What to do
The lines from the top of the listing through the one containing "settings name one." are to be retyped exactly, with no other lines.

Material for this task

■ ■ ■ ■ ■

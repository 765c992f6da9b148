//! Application settings (data file location).
//!
//! One settings file at `~/.config/kallax/settings.toml` so every
//! invocation agrees on where the shelf lives, whatever directory it
//! runs from.

use std::io;
use std::path::{Path, PathBuf};

/// Data file used when neither the CLI nor the settings name one.
pub const DEFAULT_DATA_FILE: &str = "collections.yml";

/// Canonical path to the settings file: `~/.config/kallax/settings.toml`.
pub fn settings_path() -> PathBuf {
    let config = dirs::config_dir().unwrap_or_else(|| PathBuf::from("."));
    config.join("kallax").join("settings.toml")
}

/// Resolve the data file using a priority chain:
///
/// 1. CLI override (if `Some`)
/// 2. Saved `data.file` in `settings.toml`
/// 3. `collections.yml` in the current working directory
pub fn resolve_data_file(cli_override: Option<PathBuf>) -> PathBuf {
    if let Some(p) = cli_override {
        return p;
    }
    if let Some(p) = load_data_file() {
        return p;
    }
    PathBuf::from(DEFAULT_DATA_FILE)
}

/// Read `data.file` from `settings.toml`, if set.
fn load_data_file() -> Option<PathBuf> {
    let contents = std::fs::read_to_string(settings_path()).ok()?;
    let doc: toml::Value = contents.parse().ok()?;
    let file = doc.get("data")?.get("file")?.as_str()?;
    if file.is_empty() {
        None
    } else {
        Some(PathBuf::from(file))
    }
}

/// Save (or clear) the data file path in `settings.toml`.
///
/// Uses `toml::Value` for a surgical update so unrelated settings in the
/// file are preserved.
pub fn save_data_file(path: Option<&Path>) -> io::Result<()> {
    let settings = settings_path();
    let mut doc: toml::Value = if let Ok(contents) = std::fs::read_to_string(&settings) {
        contents
            .parse()
            .unwrap_or_else(|_| toml::Value::Table(Default::default()))
    } else {
        toml::Value::Table(Default::default())
    };

    // Ensure [data] table exists
    let table = doc
        .as_table_mut()
        .ok_or_else(|| io::Error::other("settings.toml root is not a table"))?;
    let data = table
        .entry("data")
        .or_insert_with(|| toml::Value::Table(Default::default()));
    let data_table = data
        .as_table_mut()
        .ok_or_else(|| io::Error::other("[data] is not a table"))?;

    match path {
        Some(p) => {
            data_table.insert(
                "file".to_string(),
                toml::Value::String(p.to_string_lossy().into_owned()),
            );
        }
        None => {
            data_table.remove("file");
        }
    }

    // Write atomically
    if let Some(parent) = settings.parent() {
        std::fs::create_dir_all(parent)?;
    }
    let serialized = toml::to_string_pretty(&doc).map_err(io::Error::other)?;
    let tmp = settings.with_extension("toml.tmp");
    std::fs::write(&tmp, &serialized)?;
    std::fs::rename(&tmp, &settings)?;

    Ok(())
}

/// Load the full settings file as a pretty-printed TOML string for display.
pub fn load_settings_string() -> Option<String> {
    let contents = std::fs::read_to_string(settings_path()).ok()?;
    let doc: toml::Value = contents.parse().ok()?;
    toml::to_string_pretty(&doc).ok()
}
use super::*;

fn sample() -> GameCollection {
    let mut shelf = GameCollection::new("shelf");
    shelf
        .add_game("Catan", "4", "90", "10", None, None)
        .unwrap();
    shelf
        .add_game("Risk", "6", "120", "10", Some("3"), None)
        .unwrap();
    shelf
        .add_game("Azul", "4", "45", "8", None, Some("8"))
        .unwrap();
    shelf
}

#[test]
fn get_by_name() {
    let shelf = sample();
    assert_eq!(shelf.get("Catan").unwrap().title(), "Catan");
}

#[test]
fn get_by_index() {
    let shelf = sample();
    assert_eq!(shelf.get("1").unwrap().title(), "Risk");
    assert_eq!(shelf.get("0").unwrap().title(), "Catan");
}

#[test]
fn name_lookup_is_case_sensitive() {
    let shelf = sample();
    assert!(shelf.get("catan").is_err());
}

#[test]
fn index_out_of_bounds_is_not_found() {
    let shelf = sample();
    assert_eq!(
        shelf.get("3").unwrap_err(),
        ModelError::not_found("3".to_string())
    );
}

#[test]
fn leading_zero_keys_parse_as_indexes() {
    // "007" is purely numeric, so it resolves as index 7, not as a name
    let shelf = sample();
    assert!(shelf.get("007").is_err());
    assert_eq!(shelf.get("01").unwrap().title(), "Risk");
}

#[test]
fn signed_tokens_are_names_not_indexes() {
    let shelf = sample();
    assert!(matches!(
        shelf.get("+1").unwrap_err(),
        ModelError::NotFound { .. }
    ));
}

#[test]
fn add_rejects_duplicate_names() {
    let mut shelf = sample();
    let before = shelf.len();
    let err = shelf
        .add_game("Catan", "3", "60", "12", None, None)
        .unwrap_err();
    assert_eq!(
        err,
        ModelError::duplicate_name("Catan".to_string())
    );
    assert_eq!(shelf.len(), before);
    // the original entry is untouched
    assert_eq!(shelf.get("Catan").unwrap().field(GameField::Players), "4");
}

#[test]
fn add_game_validates_every_field() {
    let mut shelf = GameCollection::new("shelf");
    assert!(matches!(
        shelf.add_game("1234", "4", "90", "10", None, None),
        Err(ModelError::InvalidValue { .. })
    ));
    assert!(matches!(
        shelf.add_game("Catan", "four", "90", "10", None, None),
        Err(ModelError::InvalidValue { .. })
    ));
    assert!(matches!(
        shelf.add_game("Catan", "4", "90", "10", Some("many"), None),
        Err(ModelError::InvalidValue { .. })
    ));
    assert!(matches!(
        shelf.add_game("Catan", "4", "90", "10", None, Some("great")),
        Err(ModelError::InvalidValue { .. })
    ));
    assert!(shelf.is_empty());
}

#[test]
fn add_game_with_optional_fields() {
    let mut shelf = GameCollection::new("shelf");
    shelf
        .add_game("Catan", "4", "90", "10", Some("7"), Some("9"))
        .unwrap();
    let game = shelf.get("Catan").unwrap();
    assert_eq!(game.times_played(), "7");
    assert_eq!(game.rating(), "9");
}

#[test]
fn remove_then_get_is_not_found() {
    let mut shelf = sample();
    let removed = shelf.remove("Risk").unwrap();
    assert_eq!(removed.title(), "Risk");
    assert!(shelf.get("Risk").is_err());
    assert_eq!(shelf.len(), 2);
    // indexes shift down past the removed slot
    assert_eq!(shelf.get("1").unwrap().title(), "Azul");
}

#[test]
fn remove_unknown_key_is_not_found() {
    let mut shelf = sample();
    assert!(matches!(
        shelf.remove("Gloomhaven").unwrap_err(),
        ModelError::NotFound { .. }
    ));
    assert_eq!(shelf.len(), 3);
}

#[test]
fn edit_updates_a_field() {
    let mut shelf = sample();
    shelf.edit("Catan", "players", "6").unwrap();
    assert_eq!(shelf.get("Catan").unwrap().field(GameField::Players), "6");
}

#[test]
fn edit_by_index() {
    let mut shelf = sample();
    shelf.edit("2", "duration", "30").unwrap();
    assert_eq!(shelf.get("Azul").unwrap().field(GameField::Duration), "30");
}

#[test]
fn edit_rejects_invalid_value_and_changes_nothing() {
    let mut shelf = sample();
    let err = shelf.edit("Catan", "players", "abc").unwrap_err();
    assert_eq!(
        err,
        ModelError::invalid_value("players".to_string(), "abc".to_string())
    );
    assert_eq!(shelf.get("Catan").unwrap().field(GameField::Players), "4");
}

#[test]
fn edit_rejects_unknown_field() {
    let mut shelf = sample();
    assert_eq!(
        shelf.edit("Catan", "publisher", "kosmos").unwrap_err(),
        ModelError::unknown_field("publisher".to_string())
    );
}

#[test]
fn edit_can_retitle() {
    let mut shelf = sample();
    shelf.edit("Catan", "title", "Catan 3D").unwrap();
    assert!(shelf.get("Catan").is_err());
    assert_eq!(shelf.get("Catan 3D").unwrap().title(), "Catan 3D");
}

#[test]
fn edit_rejects_retitle_to_existing_name() {
    let mut shelf = sample();
    let err = shelf.edit("Catan", "title", "Risk").unwrap_err();
    assert_eq!(err, ModelError::duplicate_name("Risk".to_string()));
    assert_eq!(shelf.get("Catan").unwrap().title(), "Catan");
}

#[test]
fn edit_allows_retitle_to_same_name() {
    let mut shelf = sample();
    shelf.edit("Catan", "title", "Catan").unwrap();
    assert_eq!(shelf.get("Catan").unwrap().title(), "Catan");
}

#[test]
fn rename_rejects_numeric_names() {
    let mut shelf = sample();
    assert!(shelf.rename("42").is_err());
    assert_eq!(shelf.name(), "shelf");
    shelf.rename("travel games").unwrap();
    assert_eq!(shelf.name(), "travel games");
}

#[test]
fn rate_is_an_edit_of_the_rating_field() {
    let mut shelf = sample();
    shelf.rate("Catan", "9").unwrap();
    assert_eq!(shelf.get("Catan").unwrap().rating(), "9");
    assert!(shelf.rate("Catan", "great").is_err());
}

#[test]
fn log_play_returns_the_new_total() {
    let mut shelf = sample();
    assert_eq!(shelf.log_play("Risk").unwrap(), "4");
    assert_eq!(shelf.log_play("Catan").unwrap(), "1");
    assert!(shelf.log_play("Gloomhaven").is_err());
}

#[test]
fn render_without_tokens_lists_everything() {
    let shelf = sample();
    let rendered = shelf.render(&[]);
    assert!(rendered.issues.is_empty());
    assert!(rendered.text.contains("index"));
    assert!(rendered.text.contains("Catan"));
    assert!(rendered.text.contains("Risk"));
    assert!(rendered.text.contains("Azul"));
}

#[test]
fn render_falls_back_to_listing_when_every_filter_drops() {
    let shelf = sample();
    let tokens = vec!["publisher".to_string(), "kosmos".to_string()];
    let rendered = shelf.render(&tokens);
    assert_eq!(rendered.issues.len(), 1);
    // with nothing left to filter on, the full listing is shown
    assert!(rendered.text.contains("index"));
    assert!(rendered.text.contains("Azul"));
}

#[test]
fn render_with_filters_splits_exact_and_close() {
    let shelf = sample();
    let tokens = vec!["players".to_string(), "4".to_string()];
    let rendered = shelf.render(&tokens);
    assert!(rendered.issues.is_empty());
    assert!(!rendered.text.contains("index"));
    assert!(rendered.text.contains("Catan"));
    assert!(rendered.text.contains("Risk"));
}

■ ■ ■ ■ ■

Result
repository 765c992f6da9b148
//! Application settings (data file location).
//!
//! One settings file at `~/.config/kallax/settings.toml` so every
//! invocation agrees on where the shelf lives, whatever directory it
//! runs from.

use std::io;
use std::path::{Path, PathBuf};

/// Data file used when neither the CLI nor the settings name one.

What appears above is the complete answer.